### Assigned task:
When you reach the line containing "for a plan." in the entries below, start writing out each line exactly, and stop after the line containing "across the network.".

### Data for review:
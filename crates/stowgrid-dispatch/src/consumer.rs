//! Queue consumer — drives the service from a stream of deliveries.
//!
//! Each delivery is processed to completion before the next one is taken.
//! Outcomes follow broker semantics:
//!
//! - malformed body → dropped
//! - success → acknowledged
//! - retryable failure → requeued after `requeue_delay`, up to
//!   `max_redeliveries` times, then dropped
//! - anything else → dropped

use std::collections::VecDeque;
use std::time::Duration;

use serde::Serialize;
use tokio::sync::{mpsc, watch};
use tracing::{error, info, warn};

use stow_core::QueueConfig;

use crate::error::DispatchError;
use crate::provider::StateProvider;
use crate::request::CalculationRequest;
use crate::service::DistributionService;
use crate::sink::ResultSink;

/// One message taken off the queue.
#[derive(Debug, Clone, PartialEq)]
pub struct Delivery {
    pub body: Vec<u8>,
    /// Set once the message has been put back at least once.
    pub redelivered: bool,
    /// 1 on first delivery.
    pub attempt: u32,
}

impl Delivery {
    pub fn new(body: impl Into<Vec<u8>>) -> Self {
        Self {
            body: body.into(),
            redelivered: false,
            attempt: 1,
        }
    }

    fn requeued(self) -> Self {
        Self {
            body: self.body,
            redelivered: true,
            attempt: self.attempt.saturating_add(1),
        }
    }
}

#[derive(Debug, Clone, Copy, PartialEq, Eq)]
pub struct ConsumerOptions {
    pub request_timeout: Duration,
    pub requeue_delay: Duration,
    pub max_redeliveries: u32,
}

impl From<&QueueConfig> for ConsumerOptions {
    fn from(config: &QueueConfig) -> Self {
        Self {
            request_timeout: Duration::from_secs(config.request_timeout_secs),
            requeue_delay: Duration::from_secs(config.requeue_delay_secs),
            max_redeliveries: config.max_redeliveries,
        }
    }
}

impl Default for ConsumerOptions {
    fn default() -> Self {
        Self::from(&QueueConfig::default())
    }
}

/// Delivery counts for one consumer run.
#[derive(Debug, Clone, Copy, Default, PartialEq, Eq, Serialize)]
pub struct ConsumerStats {
    pub acked: u64,
    pub requeued: u64,
    pub dropped: u64,
}

enum Outcome {
    Ack,
    Requeue(Delivery),
    Drop,
}

pub struct QueueConsumer<P, S> {
    queue: String,
    service: DistributionService<P, S>,
    options: ConsumerOptions,
}

impl<P: StateProvider, S: ResultSink> QueueConsumer<P, S> {
    pub fn new(
        queue: impl Into<String>,
        service: DistributionService<P, S>,
        options: ConsumerOptions,
    ) -> Self {
        Self {
            queue: queue.into(),
            service,
            options,
        }
    }

    pub fn service(&self) -> &DistributionService<P, S> {
        &self.service
    }

    /// Consume until `shutdown` flips or the delivery channel closes.
    pub async fn run(
        &self,
        mut deliveries: mpsc::Receiver<Delivery>,
        mut shutdown: watch::Receiver<bool>,
    ) -> ConsumerStats {
        info!(queue = %self.queue, "waiting for calculation requests");

        let mut stats = ConsumerStats::default();
        let mut requeued: VecDeque<Delivery> = VecDeque::new();

        loop {
            if *shutdown.borrow() {
                break;
            }

            let delivery = match requeued.pop_front() {
                Some(delivery) => delivery,
                None => tokio::select! {
                    next = deliveries.recv() => match next {
                        Some(delivery) => delivery,
                        None => {
                            info!(queue = %self.queue, "delivery channel closed");
                            break;
                        }
                    },
                    _ = shutdown.changed() => break,
                },
            };

            match self.handle(delivery).await {
                Outcome::Ack => stats.acked += 1,
                Outcome::Drop => stats.dropped += 1,
                Outcome::Requeue(delivery) => {
                    stats.requeued += 1;
                    tokio::select! {
                        _ = tokio::time::sleep(self.options.requeue_delay) => {
                            requeued.push_back(delivery.requeued());
                        }
                        _ = shutdown.changed() => {
                            warn!(
                                attempt = delivery.attempt,
                                "shutdown during requeue delay, dropping delivery"
                            );
                            stats.dropped += 1;
                            break;
                        }
                    }
                }
            }
        }

        for delivery in requeued.drain(..) {
            warn!(
                attempt = delivery.attempt,
                "shutdown with delivery pending redelivery, dropping"
            );
            stats.dropped += 1;
        }

        info!(
            queue = %self.queue,
            acked = stats.acked,
            requeued = stats.requeued,
            dropped = stats.dropped,
            "consumer stopped"
        );
        stats
    }

    async fn handle(&self, delivery: Delivery) -> Outcome {
        let request = match CalculationRequest::from_slice(&delivery.body) {
            Ok(request) => request,
            Err(e) => {
                error!(error = %e, "failed to parse calculation request, dropping");
                return Outcome::Drop;
            }
        };

        info!(
            request_id = %request.request_id,
            supply_id = %request.supply_id,
            source_warehouse_id = ?request.source_warehouse_id,
            user_id = ?request.initiated_by_user_id,
            username = ?request.initiated_by_username,
            attempt = delivery.attempt,
            redelivered = delivery.redelivered,
            "received calculation request"
        );

        let calculation = self
            .service
            .calculate(&request.request_id, &request.supply_id);
        let result = match tokio::time::timeout(self.options.request_timeout, calculation).await {
            Ok(result) => result.map(|_| ()),
            Err(_) => Err(DispatchError::Timeout(self.options.request_timeout)),
        };

        match result {
            Ok(()) => Outcome::Ack,
            Err(e) if e.is_retryable() && delivery.attempt <= self.options.max_redeliveries => {
                warn!(
                    request_id = %request.request_id,
                    attempt = delivery.attempt,
                    error = %e,
                    "calculation failed, requeueing"
                );
                Outcome::Requeue(delivery)
            }
            Err(e) => {
                error!(
                    request_id = %request.request_id,
                    attempt = delivery.attempt,
                    retryable = e.is_retryable(),
                    error = %e,
                    "calculation failed, dropping delivery"
                );
                Outcome::Drop
            }
        }
    }
}
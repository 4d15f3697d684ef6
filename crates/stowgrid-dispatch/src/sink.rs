//! Result sinks — where finished plans go.

use std::future::Future;
use std::path::{Path, PathBuf};
use std::sync::{Arc, Mutex};

use tokio::io::AsyncWriteExt;
use tracing::{debug, info};

use stow_core::{SinkConfig, SinkMode};

use crate::error::{DispatchError, DispatchResult};
use crate::outbound::OutboundPlan;

/// Receiver of finished plans.
pub trait ResultSink: Send + Sync {
    fn name(&self) -> &'static str;

    fn send_plan(&self, plan: &OutboundPlan) -> impl Future<Output = DispatchResult<()>> + Send;
}

/// Logs a plan summary instead of transmitting the plan.
#[derive(Debug, Clone, Copy, Default)]
pub struct LogSink;

impl ResultSink for LogSink {
    fn name(&self) -> &'static str {
        "log"
    }

    async fn send_plan(&self, plan: &OutboundPlan) -> DispatchResult<()> {
        info!(
            request_id = %plan.request_id,
            supply_id = %plan.supply_id,
            source_id = %plan.source_id,
            lines = plan.moves.len(),
            units = plan.allocated_units(),
            unallocated = plan.unallocated.len(),
            "mock output: plan not transmitted"
        );
        Ok(())
    }
}

/// Appends one JSON document per plan to a file, or to stdout.
#[derive(Debug, Clone, Default)]
pub struct JsonLinesSink {
    path: Option<PathBuf>,
}

impl JsonLinesSink {
    pub fn stdout() -> Self {
        Self { path: None }
    }

    pub fn file(path: impl Into<PathBuf>) -> Self {
        Self {
            path: Some(path.into()),
        }
    }

    pub fn path(&self) -> Option<&Path> {
        self.path.as_deref()
    }
}

impl ResultSink for JsonLinesSink {
    fn name(&self) -> &'static str {
        "json_lines"
    }

    async fn send_plan(&self, plan: &OutboundPlan) -> DispatchResult<()> {
        let mut line = serde_json::to_vec(plan).map_err(|e| DispatchError::Sink(e.to_string()))?;
        line.push(b'\n');

        let io = |e: std::io::Error| DispatchError::Sink(e.to_string());
        match &self.path {
            Some(path) => {
                let mut file = tokio::fs::OpenOptions::new()
                    .create(true)
                    .append(true)
                    .open(path)
                    .await
                    .map_err(io)?;
                file.write_all(&line).await.map_err(io)?;
                file.flush().await.map_err(io)?;
            }
            None => {
                let mut out = tokio::io::stdout();
                out.write_all(&line).await.map_err(io)?;
                out.flush().await.map_err(io)?;
            }
        }
        debug!(request_id = %plan.request_id, bytes = line.len(), "plan written");
        Ok(())
    }
}

/// Keeps every plan in memory. Clones share the same buffer.
#[derive(Debug, Clone, Default)]
pub struct MemorySink {
    plans: Arc<Mutex<Vec<OutboundPlan>>>,
}

impl MemorySink {
    pub fn new() -> Self {
        Self::default()
    }

    /// Plans received so far, oldest first.
    pub fn plans(&self) -> Vec<OutboundPlan> {
        self.plans
            .lock()
            .unwrap_or_else(|poisoned| poisoned.into_inner())
            .clone()
    }

    pub fn len(&self) -> usize {
        self.plans
            .lock()
            .unwrap_or_else(|poisoned| poisoned.into_inner())
            .len()
    }

    pub fn is_empty(&self) -> bool {
        self.len() == 0
    }
}

impl ResultSink for MemorySink {
    fn name(&self) -> &'static str {
        "memory"
    }

    async fn send_plan(&self, plan: &OutboundPlan) -> DispatchResult<()> {
        self.plans
            .lock()
            .unwrap_or_else(|poisoned| poisoned.into_inner())
            .push(plan.clone());
        Ok(())
    }
}

/// The sink selected by `[sink]` configuration.
#[derive(Debug, Clone)]
pub enum ConfiguredSink {
    Log(LogSink),
    JsonLines(JsonLinesSink),
}

impl ConfiguredSink {
    pub fn from_config(config: &SinkConfig) -> Self {
        match config.mode {
            SinkMode::Log => ConfiguredSink::Log(LogSink),
            SinkMode::JsonLines => ConfiguredSink::JsonLines(match &config.path {
                Some(path) => JsonLinesSink::file(path),
                None => JsonLinesSink::stdout(),
            }),
        }
    }
}

impl ResultSink for ConfiguredSink {
    fn name(&self) -> &'static str {
        match self {
            ConfiguredSink::Log(s) => s.name(),
            ConfiguredSink::JsonLines(s) => s.name(),
        }
    }

    async fn send_plan(&self, plan: &OutboundPlan) -> DispatchResult<()> {
        match self {
            ConfiguredSink::Log(s) => s.send_plan(plan).await,
            ConfiguredSink::JsonLines(s) => s.send_plan(plan).await,
        }
    }
}
//! Record types for the stowgrid state store.
//!
//! These mirror the inventory system's tables. Volumes are cubic metres
//! per unit; quantities are unit counts.

use serde::{Deserialize, Serialize};

/// Unique identifier for a warehouse.
pub type WarehouseId = String;

/// Unique identifier for a product.
pub type ProductId = String;

/// Priority given to supply lines that don't carry one.
pub const DEFAULT_PRIORITY: i64 = 10;

// ── Warehouse ─────────────────────────────────────────────────────

#[derive(Debug, Clone, Serialize, Deserialize, PartialEq)]
pub struct WarehouseRecord {
    pub id: WarehouseId,
    #[serde(default)]
    pub name: String,
    pub total_capacity_m3: f64,
}

// ── Product ───────────────────────────────────────────────────────

#[derive(Debug, Clone, Serialize, Deserialize, PartialEq)]
pub struct Product {
    pub id: ProductId,
    #[serde(default)]
    pub name: String,
    /// Volume of one unit.
    pub volume_m3: f64,
}

// ── Stock ─────────────────────────────────────────────────────────

/// Units of a product physically present in a warehouse.
#[derive(Debug, Clone, Serialize, Deserialize, PartialEq)]
pub struct StockLevel {
    pub warehouse_id: WarehouseId,
    pub product_id: ProductId,
    pub quantity: u32,
}

impl StockLevel {
    /// Build the composite key for the stock_levels table.
    pub fn table_key(&self) -> String {
        format!("{}:{}", self.warehouse_id, self.product_id)
    }
}

// ── Shipment ──────────────────────────────────────────────────────

/// Lifecycle of a shipment between warehouses.
#[derive(Debug, Clone, Copy, PartialEq, Eq, Serialize, Deserialize)]
#[serde(rename_all = "snake_case")]
pub enum ShipmentStatus {
    /// Capacity reserved by a distribution plan, not yet dispatched.
    Planned,
    InTransit,
    Delivered,
    Cancelled,
}

impl ShipmentStatus {
    /// Whether the shipment still occupies capacity at its destination
    /// without being part of its stock.
    pub fn is_inbound(self) -> bool {
        matches!(self, ShipmentStatus::Planned | ShipmentStatus::InTransit)
    }
}

#[derive(Debug, Clone, Serialize, Deserialize, PartialEq)]
pub struct ShipmentLine {
    pub product_id: ProductId,
    pub quantity: u32,
}

#[derive(Debug, Clone, Serialize, Deserialize, PartialEq)]
pub struct Shipment {
    pub id: String,
    #[serde(default)]
    pub source_id: Option<WarehouseId>,
    pub destination_id: WarehouseId,
    pub status: ShipmentStatus,
    pub items: Vec<ShipmentLine>,
}

// ── Supply ────────────────────────────────────────────────────────

#[derive(Debug, Clone, Copy, PartialEq, Eq, Serialize, Deserialize, Default)]
#[serde(rename_all = "snake_case")]
pub enum SupplyStatus {
    /// Arrived at the source hub, waiting for a plan.
    #[default]
    Received,
    Distributed,
}

#[derive(Debug, Clone, Serialize, Deserialize, PartialEq)]
pub struct SupplyLine {
    pub product_id: ProductId,
    pub quantity: u32,
    /// Higher is more urgent; [`DEFAULT_PRIORITY`] when absent.
    #[serde(default)]
    pub priority: Option<i64>,
}

/// A batch of goods that landed at a source hub and must be spread
/// across the network.
#[derive(Debug, Clone, Serialize, Deserialize, PartialEq)]
pub struct Supply {
    pub id: String,
    /// Source hub the goods arrived at.
    pub warehouse_id: WarehouseId,
    #[serde(default)]
    pub status: SupplyStatus,
    pub items: Vec<SupplyLine>,
}

// ── Aggregates ────────────────────────────────────────────────────

/// Per-warehouse volume figures, aggregated from stock and shipments.
#[derive(Debug, Clone, Serialize, Deserialize, PartialEq)]
pub struct WarehouseLoad {
    pub warehouse_id: WarehouseId,
    pub total_capacity_m3: f64,
    /// Σ stock quantity × unit volume.
    pub current_stock_m3: f64,
    /// Σ quantity × unit volume over planned and in-transit shipments
    /// destined here.
    pub incoming_m3: f64,
}

/// One physical unit of a supply line.
#[derive(Debug, Clone, Serialize, Deserialize, PartialEq)]
pub struct SupplyUnit {
    pub product_id: ProductId,
    pub volume_m3: f64,
    pub priority: i64,
}

/// Bulk import document.
#[derive(Debug, Clone, Default, Serialize, Deserialize, PartialEq)]
#[serde(default)]
pub struct SeedData {
    pub warehouses: Vec<WarehouseRecord>,
    pub products: Vec<Product>,
    pub stock_levels: Vec<StockLevel>,
    pub shipments: Vec<Shipment>,
    pub supplies: Vec<Supply>,
}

### Expected output:
    /// Arrived at the source hub, waiting for a plan.
    #[default]
    Received,
    Distributed,
}

#[derive(Debug, Clone, Serialize, Deserialize, PartialEq)]
pub struct SupplyLine {
    pub product_id: ProductId,
    pub quantity: u32,
    /// Higher is more urgent; [`DEFAULT_PRIORITY`] when absent.
    #[serde(default)]
    pub priority: Option<i64>,
}

/// A batch of goods that landed at a source hub and must be spread
/// across the network.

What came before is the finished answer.